There's a rising clamor these days about the cost of a national park vacation.
Entrance fees are on the rise, and some parks are even assessing fees for interpretive programs. And then there's the cost of gasoline, airfare if you're crossing the country, dining and lodging and on and on.
Add it all up and it's a hefty cost. Indeed, a week at one of the crown jewels of the park system can easily cost a family of four several thousand dollars.
Over at her blog, A Step Apart, Skyblu assailed this issue the other day with guns a-blazing, lashing out at those who complain about higher entrance fees and about snowmobiles in Yellowstone for not also attacking the seemingly endless fee creep in the parks. And she's got a valid point, for a family of four could easily spend $300 or more a day on food and lodging inside the park that just charged them $25 for that entry.
At Park Remark, Jeremy calls "family pricing" at national parks a "fallacy."
Could it be that national parks, those bucolic vistas where once-upon-a-time families would go to hike, paddle a canoe or row a boat and then gather around a campfire at night, are losing their luster because of the cumulative costs of visiting them?
Here's a random sampling of room costs during the summer high season:
Old Faithful Inn: High-range room, $151/night;
Yosemite Lodge at the Falls: Lodge rooms, $177/night
Grand Canyon: Kachina Lodge, $152/night
Grand Teton: Jackson Lake Lodge, $189-$199/night, non-view rooms
Sequoia: Wuksachi Lodge, Deluxe room, $204/night
Now, to be clear, these hefty fees are encountered only at the crown jewels of the park system, the Yellowstones, Yosemites, Grand Canyons and the like. And even in parks with rooms going for $150, $200 and beyond per night there are lesser accommodations and campsites to be had, and you can further cut your expenses by buying groceries for breakfast and lunch rather than opting for the hotel restaurant.
And to be just as fair, you're likely to encounter similar daily expenses, and then some, if you take your family to Boston or New York City or San Francisco.
Still, are we in danger of distinguishing the national parks by affordability? After all, a trip to the Grand Canyon is much higher-priced than one to, say, Arches or Canyonlands.
Of course, this is, quite simply, free enterprise at work. Businesses are entitled to make a good return on their investment. The sticky point is that these profits are being made on lands owned, at least technically, by the American public. Shouldn't the government see that these places remain affordable?
How much of a profit park concessionaires should make and at what expense of the general public that owns the national park system are the questions that we somehow need to fairly answer.
Jim Macdonald ruminated in a round-about way on such questions at his literary cyber-portal back in March by examining private property rights in the parks.
Yellowstone is a national park; it is a land created by politics. That
politics has been premised on a complex ideology of property rights," wrote Jim. In
this series of essays, I have made the case that the ideology of
property rights infected the debate about the founding of Yellowstone
National Park as well as the debate about the issues of today. Most
advocates of Yellowstone argue along a continuum of property rights
ranging from advocating the highest degree of private ownership to
those arguing for the highest degree of public control.

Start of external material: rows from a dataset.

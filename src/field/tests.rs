use chrono::{NaiveDate, NaiveDateTime};

use super::*;
use crate::Position;

fn at(y: i32, mo: u32, d: u32, h: u32, mi: u32, s: u32) -> NaiveDateTime {
    NaiveDate::from_ymd_opt(y, mo, d).unwrap().and_hms_opt(h, mi, s).unwrap()
}

#[test]
fn validate_accepts_and_rejects_per_unit() {
    let registry = FieldRegistry::new();
    // (position, token, valid)
    let cases: Vec<(Position, &str, bool)> = vec![
        (Position::Second, "*", true),
        (Position::Second, "0", true),
        (Position::Second, "59", true),
        (Position::Second, "*/15", true),
        (Position::Second, "0,15,30-40,50/2", true),
        (Position::Second, "60", false),
        (Position::Second, "99", false),
        (Position::Second, "", false),
        (Position::Second, "1,", false),
        (Position::Second, "L", false),
        (Position::Second, "?", false),
        (Position::Minute, "?", false),
        (Position::Hour, "?", false),
        (Position::Month, "?", false),
        (Position::Year, "?", false),
        (Position::Minute, "30", true),
        (Position::Minute, "5-55/10", true),
        (Position::Minute, "61", false),
        (Position::Hour, "23", true),
        (Position::Hour, "22-2", true),
        (Position::Hour, "24", false),
        (Position::Day, "1", true),
        (Position::Day, "31", true),
        (Position::Day, "?", true),
        (Position::Day, "L", true),
        (Position::Day, "LW", true),
        (Position::Day, "15W", true),
        (Position::Day, "1,15,L", true),
        (Position::Day, "0", false),
        (Position::Day, "32", false),
        (Position::Day, "32W", false),
        (Position::Day, "W", false),
        (Position::Month, "12", true),
        (Position::Month, "JAN", true),
        (Position::Month, "jan-mar", true),
        (Position::Month, "NOV-FEB", true),
        (Position::Month, "13", false),
        (Position::Month, "0", false),
        (Position::Month, "JANUARY", false),
        (Position::Weekday, "0", true),
        (Position::Weekday, "7", true),
        (Position::Weekday, "MON-FRI", true),
        (Position::Weekday, "5L", true),
        (Position::Weekday, "FRIL", true),
        (Position::Weekday, "1#2", true),
        (Position::Weekday, "sat#5", true),
        (Position::Weekday, "?", true),
        (Position::Weekday, "8", false),
        (Position::Weekday, "1#6", false),
        (Position::Weekday, "1#0", false),
        (Position::Weekday, "L", false),
        (Position::Year, "*", true),
        (Position::Year, "2024", true),
        (Position::Year, "2024-2030/2", true),
        (Position::Year, "*/4", true),
        (Position::Year, "*/2099", true),
        (Position::Year, "1969", false),
        (Position::Year, "2100", false),
        (Position::Year, "2030-2020", false),
    ];

    for (position, token, expected) in cases {
        let valid = registry.get(position).validate(token);
        assert_eq!(valid, expected, "{position} token {token:?}");
    }
}

#[test]
fn satisfied_by_checks_the_unit_value() {
    let registry = FieldRegistry::new();
    // 2024-05-31 is a Friday.
    let friday = at(2024, 5, 31, 14, 45, 30);
    // (position, part, satisfied)
    let cases: Vec<(Position, &str, bool)> = vec![
        (Position::Second, "30", true),
        (Position::Second, "*/15", true),
        (Position::Second, "*/20", false),
        (Position::Second, "25-35", true),
        (Position::Minute, "45", true),
        (Position::Minute, "0/15", true),
        (Position::Minute, "50-10", false),
        (Position::Hour, "14", true),
        (Position::Hour, "22-2", false),
        (Position::Hour, "*/7", true),
        (Position::Day, "31", true),
        (Position::Day, "L", true),
        (Position::Day, "LW", true),
        (Position::Day, "31W", true),
        (Position::Day, "30", false),
        (Position::Month, "5", true),
        (Position::Month, "MAY", true),
        (Position::Month, "jun", false),
        (Position::Month, "*/2", false),
        (Position::Month, "*/5", true),
        (Position::Day, "*/10", false),
        (Position::Day, "*/31", true),
        (Position::Weekday, "5", true),
        (Position::Weekday, "FRI", true),
        (Position::Weekday, "MON-FRI", true),
        (Position::Weekday, "SAT,SUN", false),
        (Position::Weekday, "5L", true),
        (Position::Weekday, "5#5", true),
        (Position::Weekday, "5#4", false),
        (Position::Year, "2024", true),
        (Position::Year, "2020-2030/2", true),
        (Position::Year, "2025", false),
        (Position::Year, "*/4", true),
        (Position::Year, "*/3", false),
        (Position::Second, "garbage", false),
    ];

    for (position, part, expected) in cases {
        let satisfied = registry.get(position).is_satisfied_by(&friday, part);
        assert_eq!(satisfied, expected, "{position} part {part:?}");
    }
}

#[test]
fn comma_lists_are_a_logical_or() {
    let registry = FieldRegistry::new();
    let minute = registry.get(Position::Minute);
    let dt = at(2024, 1, 1, 10, 30, 0);
    assert!(minute.is_token_satisfied(&dt, "0,30"));
    assert!(minute.is_token_satisfied(&dt, "5-10,25-35"));
    assert!(!minute.is_token_satisfied(&dt, "0,15,45"));
}

#[test]
fn sunday_matches_zero_and_seven() {
    let registry = FieldRegistry::new();
    let weekday = registry.get(Position::Weekday);
    // 2024-06-02 is a Sunday.
    let sunday = at(2024, 6, 2, 0, 0, 0);
    for part in ["0", "7", "SUN", "5-7", "6-1", "0-2", "0-7", "*/2", "7-3", "?"] {
        assert!(weekday.is_satisfied_by(&sunday, part), "{part:?}");
    }
    assert!(!weekday.is_satisfied_by(&sunday, "1-5"));
    assert!(weekday.is_satisfied_by(&sunday, "*/4"));
}

#[test]
fn weekday_steps_count_sunday_once() {
    let registry = FieldRegistry::new();
    let weekday = registry.get(Position::Weekday);
    // 2024-06-03 (Mon) .. 2024-06-09 (Sun); `5-1/2` walks Fri, Sat, Sun, Mon and keeps every other day.
    let hits: Vec<u32> = (3..=9).filter(|d| weekday.is_satisfied_by(&at(2024, 6, *d, 0, 0, 0), "5-1/2")).collect();
    assert_eq!(hits, vec![7, 9]);

    // `1/2` is Mon, Wed, Fri then Sunday (0 and 7 are the same day).
    let hits: Vec<u32> = (3..=9).filter(|d| weekday.is_satisfied_by(&at(2024, 6, *d, 0, 0, 0), "1/2")).collect();
    assert_eq!(hits, vec![3, 5, 7, 9]);
}

#[test]
fn weekday_range_wraps_through_the_weekend() {
    let registry = FieldRegistry::new();
    let weekday = registry.get(Position::Weekday);
    // 2024-06-03 (Mon) .. 2024-06-09 (Sun)
    let hits: Vec<u32> = (3..=9).filter(|d| weekday.is_satisfied_by(&at(2024, 6, *d, 0, 0, 0), "5-1")).collect();
    // Fri 7, Sat 8, Sun 9, Mon 3
    assert_eq!(hits, vec![3, 7, 8, 9]);
}

#[test]
fn day_of_month_beyond_month_length_never_matches() {
    let registry = FieldRegistry::new();
    let day = registry.get(Position::Day);
    for d in 1..=30 {
        assert!(!day.is_satisfied_by(&at(2024, 4, d, 0, 0, 0), "31"));
    }
    assert!(day.is_satisfied_by(&at(2024, 2, 29, 0, 0, 0), "L"));
    assert!(!day.is_satisfied_by(&at(2023, 2, 28, 0, 0, 0), "29"));
}

#[test]
fn increments_move_one_unit_in_either_direction() {
    let registry = FieldRegistry::new();
    let dt = at(2024, 1, 31, 10, 5, 7);
    let cases: Vec<(Position, NaiveDateTime, NaiveDateTime)> = vec![
        (Position::Second, at(2024, 1, 31, 10, 5, 8), at(2024, 1, 31, 10, 5, 6)),
        (Position::Minute, at(2024, 1, 31, 10, 6, 0), at(2024, 1, 31, 10, 4, 59)),
        (Position::Hour, at(2024, 1, 31, 11, 0, 0), at(2024, 1, 31, 9, 59, 59)),
        (Position::Day, at(2024, 2, 1, 0, 0, 0), at(2024, 1, 30, 23, 59, 59)),
        (Position::Weekday, at(2024, 2, 1, 0, 0, 0), at(2024, 1, 30, 23, 59, 59)),
        (Position::Month, at(2024, 2, 1, 0, 0, 0), at(2023, 12, 31, 23, 59, 59)),
        (Position::Year, at(2025, 1, 1, 0, 0, 0), at(2023, 12, 31, 23, 59, 59)),
    ];

    for (position, forward, backward) in cases {
        let field = registry.get(position);
        assert_eq!(field.increment(dt, false), forward, "{position} forward");
        assert_eq!(field.increment(dt, true), backward, "{position} backward");
    }
}

#[test]
fn field_set_tracks_positions() {
    let set = FieldSet::of(Position::Day) | FieldSet::of(Position::Weekday);
    assert!(set.contains(FieldSet::DAY | FieldSet::WEEKDAY));
    assert!(set.contains_position(Position::Weekday));
    assert!(!set.contains_position(Position::Month));
    assert_eq!(set.positions().collect::<Vec<_>>(), vec![Position::Day, Position::Weekday]);
}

The trick for us, of course, is to find a comfortable, affordable balance between those two extremes.
All lodging and concession rates charged on national park properties are approved by the Park Service, which takes into account rates charged at comparable facilities in the surrounding communities because, after all, the Park Service doesn't want to either undercut those businesses or gouge park visitors.
At the same time, as Skyblu points out, the Park Service is finding more and more ways to assess what it likes to call "amenity fees."
As each park unit discovers ways to allow concessionaires to take
over NPS duties, they will. As each park unit manufactures unneeded
services that can bring money to the trough, they will drink, she writes.
The result? Could it be we're steadily pricing folks out of the parks, with entrance fees the least of the worry?
But what's the solution to keep "affordability" in the national park experience? Do we in an effort to keep costs down do away with all but the minimum concessions, the food, drink and warm bed at night? Forget about campfire talks, ranger hikes, and boat rentals and stick to the basics of hiking trails and search-and-rescue teams on call?
Do we resort to socialism? Do we have the Park Service take over and run all the concessions within its borders at a governmentally-subsidized rate that Middle America can afford without taking out a vacation loan? And if so, why Middle America and not Low Income America or Food Stamp America?
Do we decide that the Park Service model for determining rates -- looking for comparables in surrounding communities -- should be done away with and the agency approve rates that allow businesses a return of but a point or two above inflation?
Or have we gone past the point of no return by having already placed a hefty price tag on the parks that can't be removed?
I don't know what the answer is. But if we don't do something, it seems the Park Service chances pricing vast numbers of Americans out of the national park landscapes and experiences. And that not only will cut down on the ranks of park advocates, but it will surely increase the costs for those few who can afford the price.
And where will that leave the parks?